WORK INSTRUCTION: What appears in the data must be reproduced exactly.

AVAILABLE RECORDS:
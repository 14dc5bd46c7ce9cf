use crate::domain::{FieldCatalog, OwnerId, Period, RecordKind};
use crate::ledger::{filter_by_categories, group_by_month, CategorySelection, MonthlySummary};
use crate::projection::{ProjectionPoint, YearPlan, YearlyTotals};
use crate::storage::{RecordQuery, RecordStore};

use super::{PredictionService, ServiceResult};

/// Yearly prediction plan with its totals and chart rows.
#[derive(Debug, Clone)]
pub struct ProjectionReport {
    pub plan: YearPlan,
    pub current_saving: f64,
    pub totals: YearlyTotals,
    pub series: Vec<ProjectionPoint>,
}

pub struct SummaryService;

impl SummaryService {
    /// Monthly page data for one record kind, restricted to `selection`.
    pub fn monthly(
        store: &dyn RecordStore,
        owner: &OwnerId,
        kind: RecordKind,
        period: Period,
        selection: &CategorySelection,
    ) -> ServiceResult<MonthlySummary> {
        let records = store.list_records(owner, &RecordQuery::for_period(kind, period))?;
        let selected = filter_by_categories(&records, selection);
        Ok(MonthlySummary::build(selected, period))
    }

    /// Per-month totals of one record kind across `year`.
    pub fn yearly_by_month(
        store: &dyn RecordStore,
        owner: &OwnerId,
        kind: RecordKind,
        year: i32,
    ) -> ServiceResult<[f64; 12]> {
        let first = Period::new(year, 1).map_err(super::ServiceError::rejected)?;
        let last = Period::new(year, 12).map_err(super::ServiceError::rejected)?;
        let records = store.list_records(
            owner,
            &RecordQuery::between(kind, first.first_day(), last.last_day()),
        )?;
        Ok(group_by_month(&records, year))
    }

    /// Projection for `year` seeded with an externally computed `current_saving`.
    pub fn projection(
        store: &dyn RecordStore,
        owner: &OwnerId,
        year: i32,
        catalog: &FieldCatalog,
        current_saving: f64,
    ) -> ServiceResult<ProjectionReport> {
        let plan = PredictionService::load_year(store, owner, year, catalog)?;
        let totals = plan.totals(current_saving);
        let series = plan.series(current_saving);
        Ok(ProjectionReport {
            plan,
            current_saving,
            totals,
            series,
        })
    }
}

#[cfg(test)]
mod tests {
    use super::*;
    use crate::core::services::RecordService;
    use crate::domain::{PredictionRecord, RecordDraft};
    use crate::storage::MemoryStore;
    use chrono::NaiveDate;

    fn seed(store: &MemoryStore, owner: &OwnerId) {
        let entries = [(100.0, "Food", 1), (50.0, "Food", 1), (30.0, "Transport", 15)];
        for (amount, category, day) in entries {
            RecordService::add(
                store,
                owner,
                RecordKind::Expense,
                RecordDraft::new(amount, NaiveDate::from_ymd_opt(2024, 3, day).unwrap())
                    .category(category),
            )
            .unwrap();
        }
    }

    #[test]
    fn monthly_summary_honours_selection() {
        let store = MemoryStore::new();
        let owner = OwnerId::new("u1");
        seed(&store, &owner);
        let period = Period::new(2024, 3).unwrap();

        let all = SummaryService::monthly(
            &store,
            &owner,
            RecordKind::Expense,
            period,
            &CategorySelection::All,
        )
        .unwrap();
        assert_eq!(all.total, 180.0);
        assert_eq!(all.average_daily, 90.0);

        let transport = SummaryService::monthly(
            &store,
            &owner,
            RecordKind::Expense,
            period,
            &CategorySelection::only(["Transport"]),
        )
        .unwrap();
        assert_eq!(transport.total, 30.0);
        assert_eq!(transport.daily.day(15), 30.0);
        assert_eq!(transport.daily.len(), 31);
    }

    #[test]
    fn yearly_by_month_sums_each_month() {
        let store = MemoryStore::new();
        let owner = OwnerId::new("u1");
        seed(&store, &owner);
        let months = SummaryService::yearly_by_month(&store, &owner, RecordKind::Expense, 2024)
            .unwrap();
        assert_eq!(months[2], 180.0);
        assert_eq!(months.iter().sum::<f64>(), 180.0);
    }

    #[test]
    fn projection_report_is_consistent() {
        let store = MemoryStore::new();
        let owner = OwnerId::new("u1");
        PredictionService::save(
            &store,
            PredictionRecord::new(owner.clone(), Period::new(2025, 1).unwrap())
                .with_income("mumsSalary", 3000.0)
                .with_expense("home", 1000.0),
        )
        .unwrap();
        let report =
            SummaryService::projection(&store, &owner, 2025, &FieldCatalog::household(), 500.0)
                .unwrap();
        assert_eq!(report.series.len(), 12);
        assert_eq!(report.series[0].cumulative, 500.0);
        assert_eq!(report.series[1].cumulative, 2500.0);
        assert_eq!(report.totals.projected_saving, 2500.0);
    }
}
//! Domain types representing user-defined categories.

use std::fmt;

use serde::{Deserialize, Serialize};
use uuid::Uuid;

use crate::domain::common::*;
use crate::domain::record::RecordKind;

/// A named expense or income category owned by a single user.
#[derive(Debug, Clone, Serialize, Deserialize, PartialEq)]
#[serde(rename_all = "camelCase")]
pub struct CategoryDefinition {
    pub id: Uuid,
    pub name: String,
    pub kind: CategoryKind,
    pub owner_id: OwnerId,
}

impl CategoryDefinition {
    pub fn new(owner_id: OwnerId, name: impl Into<String>, kind: CategoryKind) -> Self {
        Self {
            id: Uuid::new_v4(),
            name: name.into(),
            kind,
            owner_id,
        }
    }

    /// Normalized form used for uniqueness checks.
    pub fn normalized_name(&self) -> String {
        normalize_name(&self.name)
    }
}

pub fn normalize_name(name: &str) -> String {
    name.trim().to_lowercase()
}

impl Identifiable for CategoryDefinition {
    fn id(&self) -> Uuid {
        self.id
    }
}

impl Owned for CategoryDefinition {
    fn owner(&self) -> &OwnerId {
        &self.owner_id
    }
}

/// Category namespaces; names are unique within one kind only.
#[derive(Debug, Clone, Copy, Serialize, Deserialize, PartialEq, Eq, Hash)]
#[serde(rename_all = "lowercase")]
pub enum CategoryKind {
    Expense,
    Income,
}

impl CategoryKind {
    /// Record ledger whose entries reference categories of this kind.
    pub fn record_kind(&self) -> RecordKind {
        match self {
            CategoryKind::Expense => RecordKind::Expense,
            CategoryKind::Income => RecordKind::Income,
        }
    }
}

impl fmt::Display for CategoryKind {
    fn fmt(&self, f: &mut fmt::Formatter<'_>) -> fmt::Result {
        let label = match self {
            CategoryKind::Expense => "Expense",
            CategoryKind::Income => "Income",
        };
        f.write_str(label)
    }
}

/// Income categories every owner starts with.
pub const DEFAULT_INCOME_CATEGORIES: &[&str] = &["Salary", "Remittance", "ETC"];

WRITTEN RESPONSE:
repository 14dc5bd46c7ce9cf
use crate::domain::{FieldCatalog, OwnerId, Period, RecordKind};
use crate::ledger::{filter_by_categories, group_by_month, CategorySelection, MonthlySummary};
use crate::projection::{ProjectionPoint, YearPlan, YearlyTotals};
use crate::storage::{RecordQuery, RecordStore};

use super::{PredictionService, ServiceResult};

/// Yearly prediction plan with its totals and chart rows.
#[derive(Debug, Clone)]
pub struct ProjectionReport {
    pub plan: YearPlan,
    pub current_saving: f64,
    pub totals: YearlyTotals,
    pub series: Vec<ProjectionPoint>,
}

pub struct SummaryService;

impl SummaryService {
    /// Monthly page data for one record kind, restricted to `selection`.
    pub fn monthly(
        store: &dyn RecordStore,
        owner: &OwnerId,
        kind: RecordKind,
        period: Period,
        selection: &CategorySelection,
    ) -> ServiceResult<MonthlySummary> {
        let records = store.list_records(owner, &RecordQuery::for_period(kind, period))?;
        let selected = filter_by_categories(&records, selection);
        Ok(MonthlySummary::build(selected, period))
    }

    /// Per-month totals of one record kind across `year`.
    pub fn yearly_by_month(
        store: &dyn RecordStore,
        owner: &OwnerId,
        kind: RecordKind,
        year: i32,
    ) -> ServiceResult<[f64; 12]> {
        let first = Period::new(year, 1).map_err(super::ServiceError::rejected)?;
        let last = Period::new(year, 12).map_err(super::ServiceError::rejected)?;
        let records = store.list_records(
            owner,
            &RecordQuery::between(kind, first.first_day(), last.last_day()),
        )?;
        Ok(group_by_month(&records, year))
    }

    /// Projection for `year` seeded with an externally computed `current_saving`.
    pub fn projection(
        store: &dyn RecordStore,
        owner: &OwnerId,
        year: i32,
        catalog: &FieldCatalog,
        current_saving: f64,
    ) -> ServiceResult<ProjectionReport> {
        let plan = PredictionService::load_year(store, owner, year, catalog)?;
        let totals = plan.totals(current_saving);
        let series = plan.series(current_saving);
        Ok(ProjectionReport {
            plan,
            current_saving,
            totals,
            series,
        })
    }
}

#[cfg(test)]
mod tests {
    use super::*;
    use crate::core::services::RecordService;
    use crate::domain::{PredictionRecord, RecordDraft};
    use crate::storage::MemoryStore;
    use chrono::NaiveDate;

    fn seed(store: &MemoryStore, owner: &OwnerId) {
        let entries = [(100.0, "Food", 1), (50.0, "Food", 1), (30.0, "Transport", 15)];
        for (amount, category, day) in entries {
            RecordService::add(
                store,
                owner,
                RecordKind::Expense,
                RecordDraft::new(amount, NaiveDate::from_ymd_opt(2024, 3, day).unwrap())
                    .category(category),
            )
            .unwrap();
        }
    }

    #[test]
    fn monthly_summary_honours_selection() {
        let store = MemoryStore::new();
        let owner = OwnerId::new("u1");
        seed(&store, &owner);
        let period = Period::new(2024, 3).unwrap();

        let all = SummaryService::monthly(
            &store,
            &owner,
            RecordKind::Expense,
            period,
            &CategorySelection::All,
        )
        .unwrap();
        assert_eq!(all.total, 180.0);
        assert_eq!(all.average_daily, 90.0);

        let transport = SummaryService::monthly(
            &store,
            &owner,
            RecordKind::Expense,
            period,
            &CategorySelection::only(["Transport"]),
        )
        .unwrap();
        assert_eq!(transport.total, 30.0);
        assert_eq!(transport.daily.day(15), 30.0);
        assert_eq!(transport.daily.len(), 31);
    }

    #[test]
    fn yearly_by_month_sums_each_month() {
        let store = MemoryStore::new();
        let owner = OwnerId::new("u1");
        seed(&store, &owner);
        let months = SummaryService::yearly_by_month(&store, &owner, RecordKind::Expense, 2024)
            .unwrap();
        assert_eq!(months[2], 180.0);
        assert_eq!(months.iter().sum::<f64>(), 180.0);
    }

    #[test]
    fn projection_report_is_consistent() {
        let store = MemoryStore::new();
        let owner = OwnerId::new("u1");
        PredictionService::save(
            &store,
            PredictionRecord::new(owner.clone(), Period::new(2025, 1).unwrap())
                .with_income("mumsSalary", 3000.0)
                .with_expense("home", 1000.0),
        )
        .unwrap();
        let report =
            SummaryService::projection(&store, &owner, 2025, &FieldCatalog::household(), 500.0)
                .unwrap();
        assert_eq!(report.series.len(), 12);
        assert_eq!(report.series[0].cumulative, 500.0);
        assert_eq!(report.series[1].cumulative, 2500.0);
        assert_eq!(report.totals.projected_saving, 2500.0);
    }
}
//! Domain types representing user-defined categories.

use std::fmt;

use serde::{Deserialize, Serialize};
use uuid::Uuid;

use crate::domain::common::*;
use crate::domain::record::RecordKind;

/// A named expense or income category owned by a single user.
#[derive(Debug, Clone, Serialize, Deserialize, PartialEq)]
#[serde(rename_all = "camelCase")]
pub struct CategoryDefinition {
    pub id: Uuid,
    pub name: String,
    pub kind: CategoryKind,
    pub owner_id: OwnerId,
}

impl CategoryDefinition {
    pub fn new(owner_id: OwnerId, name: impl Into<String>, kind: CategoryKind) -> Self {
        Self {
            id: Uuid::new_v4(),
            name: name.into(),
            kind,
            owner_id,
        }
    }

    /// Normalized form used for uniqueness checks.
    pub fn normalized_name(&self) -> String {
        normalize_name(&self.name)
    }
}

pub fn normalize_name(name: &str) -> String {
    name.trim().to_lowercase()
}

impl Identifiable for CategoryDefinition {
    fn id(&self) -> Uuid {
        self.id
    }
}

impl Owned for CategoryDefinition {
    fn owner(&self) -> &OwnerId {
        &self.owner_id
    }
}

/// Category namespaces; names are unique within one kind only.
#[derive(Debug, Clone, Copy, Serialize, Deserialize, PartialEq, Eq, Hash)]
#[serde(rename_all = "lowercase")]
pub enum CategoryKind {
    Expense,
    Income,
}

impl CategoryKind {
    /// Record ledger whose entries reference categories of this kind.
    pub fn record_kind(&self) -> RecordKind {
        match self {
            CategoryKind::Expense => RecordKind::Expense,
            CategoryKind::Income => RecordKind::Income,
        }
    }
}

impl fmt::Display for CategoryKind {
    fn fmt(&self, f: &mut fmt::Formatter<'_>) -> fmt::Result {
        let label = match self {
            CategoryKind::Expense => "Expense",
            CategoryKind::Income => "Income",
        };
        f.write_str(label)
    }
}

/// Income categories every owner starts with.
pub const DEFAULT_INCOME_CATEGORIES: &[&str] = &["Salary", "Remittance", "ETC"];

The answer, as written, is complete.